Zawartość w rzeszowskich ściekach wirusa SARS-COV2 w październiku (pomiar z 4 października 2023) w stosunku do 20 września wzrosła blisko czterokrotnie. Pomiar z 11 października wykazał spadek, by znowu zacząć rosnąć w dniu 18 października i ponownie spadać. Duży wzrost zanotowano w próbkach pobranych w oczyszczalni ścieków MPWiK oraz przepompowni przy ulicy Jana Styki w okresie od 15 listopada do 6 grudnia.
Najwyższy poziom zawartości ilości kopii wirusa w ściekach zanotowano 29 listopada i przekroczył stan w stosunku do 20 września aż 18-krotnie, by do 6 grudnia gwałtownie spaść.
– Wzrosty występują najczęściej w okresach największej liczby zachorowań na grypę. Obecność kopii wirusa SARS-COV2 w ściekach świadczy o nieustannej jego obecności w populacji. Nie jest już tak bardzo aktywny jak podczas pandemii, ale jednak ciągle obecny i nie należy go lekceważyć – podkreśla Natalia Włodyga, zastępca kierownika Laboratorium Centralnego MPWiK w Rzeszowie i uspokaja: – Wirusy w ściekach funkcjonują w tzw. formie szczepionkowej, czyli nie są groźne.
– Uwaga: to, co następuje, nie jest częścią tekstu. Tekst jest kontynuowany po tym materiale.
//! Aggregate statistics accumulated over a run

use serde::{Deserialize, Serialize};

use crate::core::types::Turn;

/// One change to clan honor or protagonist reputation
#[derive(Clone, Debug, PartialEq, Eq, Serialize, Deserialize)]
pub struct ScoreChange {
    pub turn: Turn,
    pub delta: i32,
    pub reason: String,
}

#[derive(Clone, Debug, Default, Serialize, Deserialize)]
pub struct SimulationStats {
    pub protagonist_kills: u32,
    pub hunter_kills: u32,
    pub protagonist_damage_dealt: i32,
    pub protagonist_damage_taken: i32,
    pub honor_changes: Vec<ScoreChange>,
    pub reputation_changes: Vec<ScoreChange>,
}

impl SimulationStats {
    pub fn new() -> Self {
        Self::default()
    }

    pub fn net_honor_change(&self) -> i32 {
        self.honor_changes.iter().map(|c| c.delta).sum()
    }

    pub fn net_reputation_change(&self) -> i32 {
        self.reputation_changes.iter().map(|c| c.delta).sum()
    }

    pub(crate) fn record_honor(&mut self, turn: Turn, delta: i32, reason: &str) {
        self.honor_changes.push(ScoreChange {
            turn,
            delta,
            reason: reason.to_string(),
        });
    }

    pub(crate) fn record_reputation(&mut self, turn: Turn, delta: i32, reason: &str) {
        self.reputation_changes.push(ScoreChange {
            turn,
            delta,
            reason: reason.to_string(),
        });
    }
}
//! Simulation output and serialization
//!
//! Everything here reads a finished or running `Simulation` and never mutates
//! it: per-turn history samples, the final report, and text renderings.

use serde::{Deserialize, Serialize};
use std::fs;
use std::path::Path;

use crate::core::error::Result;
use crate::core::types::Turn;
use crate::simulation::stats::SimulationStats;
use crate::simulation::tick::{Phase, Simulation};

/// One sample of the headline numbers, taken after a turn
#[derive(Clone, Debug, PartialEq, Serialize, Deserialize)]
pub struct TurnRecord {
    pub turn: Turn,
    pub protagonist_health: i32,
    pub protagonist_stamina: i32,
    pub protagonist_reputation: i32,
    pub clan_honor: i32,
    pub antagonist_health: i32,
    pub monsters_alive: usize,
}

impl TurnRecord {
    pub fn capture(sim: &Simulation) -> Self {
        let protagonist = sim.protagonist();
        Self {
            turn: sim.turn(),
            protagonist_health: protagonist.health(),
            protagonist_stamina: protagonist.stamina().unwrap_or(0),
            protagonist_reputation: protagonist.reputation().unwrap_or(0),
            clan_honor: sim.clan_honor(),
            antagonist_health: sim.antagonist().health(),
            monsters_alive: sim.monsters_alive(),
        }
    }
}

/// Ordered series of turn samples
#[derive(Clone, Debug, Default, Serialize, Deserialize)]
pub struct History {
    pub records: Vec<TurnRecord>,
}

impl History {
    pub fn new() -> Self {
        Self::default()
    }

    pub fn record(&mut self, sim: &Simulation) {
        self.records.push(TurnRecord::capture(sim));
    }

    pub fn len(&self) -> usize {
        self.records.len()
    }

    pub fn is_empty(&self) -> bool {
        self.records.is_empty()
    }

    pub fn to_json(&self) -> Result<String> {
        Ok(serde_json::to_string_pretty(self)?)
    }

    pub fn write_json(&self, path: &Path) -> Result<()> {
        fs::write(path, self.to_json()?)?;
        Ok(())
    }
}

/// How the encounter ended
#[derive(Clone, Copy, Debug, PartialEq, Eq, Serialize, Deserialize)]
pub enum Outcome {
    Victory,
    Defeat,
    /// Turn cap reached with both principals alive
    Unresolved,
}

impl Outcome {
    pub fn label(&self) -> &'static str {
        match self {
            Outcome::Victory => "VICTORY",
            Outcome::Defeat => "DEFEAT",
            Outcome::Unresolved => "UNRESOLVED",
        }
    }
}

#[derive(Clone, Debug, Serialize, Deserialize)]
pub struct FinalReport {
    pub turns: Turn,
    pub protagonist_name: String,
    pub protagonist_alive: bool,
    pub protagonist_health: i32,
    pub protagonist_max_health: i32,
    pub protagonist_reputation: i32,
    pub trophies: Vec<String>,
    pub clan_honor: i32,
    pub antagonist_name: String,
    pub antagonist_alive: bool,
    pub antagonist_health: i32,
    pub outcome: Outcome,
    pub statistics: SimulationStats,
}

impl FinalReport {
    pub fn from_simulation(sim: &Simulation) -> Self {
        let protagonist = sim.protagonist();
        let antagonist = sim.antagonist();

        let outcome = match sim.phase() {
            Phase::Victory => Outcome::Victory,
            Phase::Defeat => Outcome::Defeat,
            // Someone fell on the last turn before the cap
            Phase::Running if !protagonist.is_alive() => Outcome::Defeat,
            Phase::Running if sim.is_victory() || !antagonist.is_alive() => Outcome::Victory,
            Phase::Running => Outcome::Unresolved,
        };

        Self {
            turns: sim.turn(),
            protagonist_name: protagonist.name.clone(),
            protagonist_alive: protagonist.is_alive(),
            protagonist_health: protagonist.health(),
            protagonist_max_health: protagonist.max_health(),
            protagonist_reputation: protagonist.reputation().unwrap_or(0),
            trophies: protagonist.trophies().to_vec(),
            clan_honor: sim.clan_honor(),
            antagonist_name: antagonist.name.clone(),
            antagonist_alive: antagonist.is_alive(),
            antagonist_health: antagonist.health(),
            outcome,
            statistics: sim.stats().clone(),
        }
    }

    pub fn to_json(&self) -> Result<String> {
        Ok(serde_json::to_string_pretty(self)?)
    }

    pub fn summary(&self) -> String {
        let status = |alive: bool| if alive { "Alive" } else { "Dead" };
        let trophies = if self.trophies.is_empty() {
            "none".to_string()
        } else {
            self.trophies.join(", ")
        };
        format!(
            "=== FINAL REPORT ===\n\
             Turns: {}\n\
             {}: {} ({}/{} health), reputation {}\n\
             Trophies: {}\n\
             Clan honor: {} ({:+})\n\
             {}: {} ({} health)\n\
             Kills: {} by {}, {} by hunters\n\
             Damage: {} dealt, {} taken\n\
             Outcome: {}",
            self.turns,
            self.protagonist_name,
            status(self.protagonist_alive),
            self.protagonist_health,
            self.protagonist_max_health,
            self.protagonist_reputation,
            trophies,
            self.clan_honor,
            self.statistics.net_honor_change(),
            self.antagonist_name,
            status(self.antagonist_alive),
            self.antagonist_health,
            self.statistics.protagonist_kills,
            self.protagonist_name,
            self.statistics.hunter_kills,
            self.statistics.protagonist_damage_dealt,
            self.statistics.protagonist_damage_taken,
            self.outcome.label(),
        )
    }
}

/// Multi-line status panel for periodic console output
pub fn status_panel(sim: &Simulation) -> String {
    let protagonist = sim.protagonist();
    let mut lines = vec![
        format!("--- Turn {} ---", sim.turn()),
        format!(
            "{}: health {}/{}, stamina {}, reputation {}, trophies {}",
            protagonist.name,
            protagonist.health(),
            protagonist.max_health(),
            protagonist.stamina().unwrap_or(0),
            protagonist.reputation().unwrap_or(0),
            protagonist.trophies().len()
        ),
        format!("Clan honor: {}", sim.clan_honor()),
    ];
    if let Some(companion) = sim.companion() {
        lines.push(format!(
            "{}: {}",
            companion.name,
            if companion.is_alive() { "Active" } else { "Destroyed" }
        ));
    }
    let antagonist = sim.antagonist();
    lines.push(format!(
        "{}: health {}/{}",
        antagonist.name,
        antagonist.health(),
        antagonist.max_health()
    ));
    lines.push(format!("Monsters alive: {}", sim.monsters_alive()));
    lines.join("\n")
}

/// ASCII map: occupant initials over terrain glyphs, one line per row
pub fn render_grid(sim: &Simulation) -> String {
    let mut out = String::with_capacity(((sim.grid().width() + 1) * sim.grid().height()) as usize);
    for row in sim.grid().rows() {
        for cell in row {
            let glyph = match cell.occupant() {
                Some(id) => sim.agent(id).map(|a| a.glyph()).unwrap_or('?'),
                None => cell.terrain().glyph(),
            };
            out.push(glyph);
        }
        out.push('\n');
    }
    out
}
pub mod agent;
pub mod roles;
pub mod roster;

pub use agent::{Agent, Damage};
pub use roles::{
    AntagonistState, CompanionState, HunterState, MonsterState, ProtagonistState, Role, RoleKind,
    SocialRole,
};
pub use roster::{Cast, Roster};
Nie grożą zakażeniem, nie są aktywne. Jednak wyniki badań dają nam pogląd na to jak kształtują się zakażenia w grupie użytkowników rzeszowskiej kanalizacji sanitarnej. Jednym z założeń programu badań zawartości wirusów w ściekach jest stworzenie systemu gromadzenia danych o wirusach i ich wariantach. Wyniki badań będą stanowiły jedną z ważniejszych danych do oceny sytuacji epidemiologicznej.